MATERIALS AND METHODS

Search method and selection criteria

We searched Embase, Pubmed and ISI web of knowledge to select studies from June 1, 1996 to February, 2017 using the search terms: “multiple myeloma”, “plasma cell myeloma”, and “Kahler's disease”, “methylation”, and “p16”. We also checked the reference lists of the reviews and selected articles for related articles. Although our article or publication search did not have language limits initially, we only took into account studies published in English and Chinese for full-text reading and final evaluations. After the exclusion of the redundant and non-relevant publications from the different databases, the remaining papers were evaluated in the full text version for in- and exclusion criteria. Authors’ references of included studies were also checked for other related investigations. All searched data were retrieved. The most complete investigation was included if the same patient populations were published in different resources.

Criteria for identification that an eligible study has to meet were as follows: (1) the p16 methylation and/or expression evaluated in primary MM, (2) the p16 methylation determined by polymerase chain reaction (PCR), (3) researches revealed the relationship between the p16 methylation and/or expression of MM clinicopathological parameters and prognosis, (4) studies which provided sufficient data to calculate Odds ratio (OR) and/or hazard ratio (HR) about overall survival (OS) and 95 % confidence interval (CI). The exclusion criteria: (1) reviews, letters, case studies, editorials, conference abstracts, expert opinion, (2) articles that had no information of OS or that could not calculate the HR about OS from the given information; and (3) all publications regarding in vitro/ex vivo studies, cell lines and human xenografts were also excluded. In addition, “aberrant” p16 methylation or p16 hypermethylation is defined by clear PCR product band detected by methylation specific PCR (MSP).

Data extraction and methodological assessment

Two authors (HY, LY) independently reviewed and analyzed data from eligible studies. Two authors (YF, MG) evaluated all of publications according to the inclusion and exclusion criteria. The following criteria were chosen for each study: the first author name, year of publication, number of cases, sample source, methylation detection method, clinicopathological parameters, methylation rate, and/or expression, and follow up. Data for study characteristics were summarized in a table format. Investigation heterogeneity was evaluated to determine whether or not the data of the various studies could be analyzed for a meta-analysis.

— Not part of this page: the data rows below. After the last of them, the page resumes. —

#[cfg(test)]
mod tests {
    use std::io::Write;
    use std::path::{Path, PathBuf};
    use std::time::Duration;

    use super::*;
    use crate::db::Database;
    use crate::filter::FieldFilter;
    use crate::pipeline::progress::{NoopProgress, RecordingProgress};
    use crate::queue::NewJob;
    use crate::sink::MemorySink;

    struct Fixture {
        _dir: tempfile::TempDir,
        store: JobStore,
        audit: AuditLog,
        sink: MemorySink,
        path: PathBuf,
    }

    fn fixture(rows: usize) -> Fixture {
        let dir = tempfile::tempdir().unwrap();
        let path = dir.path().join("people.csv");
        let mut file = std::fs::File::create(&path).unwrap();
        writeln!(file, "id,name,email").unwrap();
        for i in 0..rows {
            let email = if i % 10 == 0 { String::new() } else { format!("p{}@example.com", i) };
            writeln!(file, "{},person-{},{}", i, i, email).unwrap();
        }
        let db = Database::open_in_memory().unwrap();
        Fixture {
            _dir: dir,
            store: JobStore::new(db.clone()),
            audit: AuditLog::new(db),
            sink: MemorySink::new(vec!["id".into()]),
            path,
        }
    }

    fn claimed_job(f: &Fixture, path: &Path) -> Job {
        let job = f
            .store
            .create(
                NewJob {
                    lane: "csv-migration".into(),
                    filename: "people.csv".into(),
                    file_path: path.to_path_buf(),
                    checksum: "abc".into(),
                    max_retries: 3,
                },
                None,
            )
            .unwrap();
        f.store.claim(&job.id, job.version).unwrap().unwrap()
    }

    fn processor(f: &Fixture, filter: FilterHandle, progress: Arc<dyn ProgressReporter>, width: usize) -> ChunkedProcessor {
        ChunkedProcessor::new(
            f.store.clone(),
            f.audit.clone(),
            Arc::new(f.sink.clone()),
            filter,
            progress,
            ProcessorConfig {
                chunk_size: 10,
                max_concurrency: width,
                wave_timeout: None,
                collection: "people".into(),
            },
        )
    }

    #[tokio::test]
    async fn test_processes_all_chunks() {
        let f = fixture(25);
        let job = claimed_job(&f, &f.path);
        let progress = Arc::new(RecordingProgress::default());
        let p = processor(&f, FilterHandle::passthrough(), progress.clone(), 2);

        let outcome = p.run(&job).await.unwrap();
        assert_eq!(outcome.total_rows, 25);
        assert_eq!(outcome.inserted_rows, 25);
        assert_eq!(outcome.chunks, 3);

        let done = f.store.get(&job.id).unwrap();
        assert_eq!(done.status, JobStatus::Completed);
        assert_eq!(done.processed_rows, 25);
        assert_eq!(done.processed_chunks, 3);
        assert_eq!(done.last_processed_chunk, 2);
        assert_eq!(f.sink.count("people").await.unwrap(), 25);

        let percentages: Vec<u8> = progress.events().iter().map(|e| e.percentage).collect();
        assert!(percentages.iter().all(|p| *p <= 100));
        assert_eq!(percentages.last(), Some(&100));
    }

    #[tokio::test]
    async fn test_missing_file_is_fatal() {
        let f = fixture(1);
        let job = claimed_job(&f, Path::new("/nonexistent/people.csv"));
        let p = processor(&f, FilterHandle::passthrough(), Arc::new(NoopProgress), 2);

        let failure = p.process(job).await.unwrap_err();
        assert!(failure.fatal);
    }

    #[tokio::test]
    async fn test_filter_drops_and_renames() {
        let f = fixture(20);
        let job = claimed_job(&f, &f.path);
        let filter = FieldFilter::from_json(
            r#"{"required": ["email"], "rename": {"email": "contact"}}"#,
        )
        .unwrap();
        let p = processor(&f, FilterHandle::new(Arc::new(filter)), Arc::new(NoopProgress), 4);

        let outcome = p.run(&job).await.unwrap();
        assert_eq!(outcome.dropped_rows, 2);
        assert_eq!(outcome.inserted_rows, 18);
        // Dropped rows still count toward progress.
        assert_eq!(f.store.get(&job.id).unwrap().processed_rows, 20);
    }

    #[tokio::test]
    async fn test_validation_failure_aborts() {
        let f = fixture(20);
        let job = claimed_job(&f, &f.path);
        let filter =
            FieldFilter::from_json(r#"{"required": ["email"], "onMissingRequired": "fail"}"#).unwrap();
        let p = processor(&f, FilterHandle::new(Arc::new(filter)), Arc::new(NoopProgress), 1);

        let err = p.run(&job).await.unwrap_err();
        assert!(matches!(err, ProcessError::Validation { chunk: 0, .. }));
        assert!(!err.is_fatal());
    }

    #[tokio::test]
    async fn test_wave_timeout() {
        let f = fixture(5);
        let job = claimed_job(&f, &f.path);
        f.sink.set_delay(Some(Duration::from_secs(30)));
        let mut p = processor(&f, FilterHandle::passthrough(), Arc::new(NoopProgress), 1);
        p.config.wave_timeout = Some(Duration::from_millis(20));

        let err = p.run(&job).await.unwrap_err();
        assert!(matches!(err, ProcessError::WaveTimeout { first_chunk: 0, .. }));
        assert_eq!(f.store.get(&job.id).unwrap().processed_chunks, 0);
    }

    #[tokio::test]
    async fn test_undecodable_row_is_fatal() {
        let f = fixture(0);
        std::fs::write(&f.path, b"id,name\n1,Ada\n2,\xff\xfe\n").unwrap();
        let job = claimed_job(&f, &f.path);
        let p = processor(&f, FilterHandle::passthrough(), Arc::new(NoopProgress), 1);

        let err = p.run(&job).await.unwrap_err();
        assert!(matches!(err, ProcessError::Csv { .. }));
        assert!(err.is_fatal());
        assert_eq!(f.store.get(&job.id).unwrap().total_rows, Some(2));
        assert_eq!(f.sink.batch_count(), 0);
    }

    #[tokio::test]
    async fn test_sink_outage_is_retryable() {
        let f = fixture(5);
        let job = claimed_job(&f, &f.path);
        f.sink.fail_next_batches(1);
        let p = processor(&f, FilterHandle::passthrough(), Arc::new(NoopProgress), 1);

        let failure = p.process(job).await.unwrap_err();
        assert!(!failure.fatal);
        assert!(failure.message.contains("Destination unavailable"));
    }
}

Three investigators (LY, YF and LT) read through each publication independently for the methodological evaluation of the studies, and assessed and scored them according to REMARK guidelines and ELCWP quality scale [43, 44]. Then they provided the quality scores, compared them, and then reached a consensus value for each item.

Statistical analysis

Analysis was performed using the STATA 12.0 (Stata Corporation, TX, USA) and Review Manager 5.2 (Cochrane Collaboration, Oxford, UK). The pooled frequency of the p16 hypermethylation and 95% confidence intervals (95% CI) were estimated. The frequency of the p16 hypermethylation was compared in different tumor characteristics. Heterogeneity among studies was examined with Cochran’s Q test [45] and the I2 statistic [46, 47]. A fixed effect model was used to calculate parameters, when heterogeneity was not an issue (I2 values <50%), while a random-effects model was used to pool data and attempt to identify potential sources of heterogeneity based on subgroup analyses, if there was substantial heterogeneity (I2 values ≥50%). P values less than 0.05 were considered statistically significant.

Publication bias was determined by using a method described by Egger et al [48]. The analysis of meta-regression and publication bias was performed using STATA version 10.0. For statistical heterogeneity, we explored reasons for using meta-regression, subgroup analysis and sensitivity analysis.

Author contributions

HY, LT participated in the design of the study; HY, LY, YF and MG performed experiments; HY, LY analyzed data. LT wrote the manuscript. All authors reviewed the manuscript.

CONFLICTS OF INTEREST

Authors declare that they have no competing interests.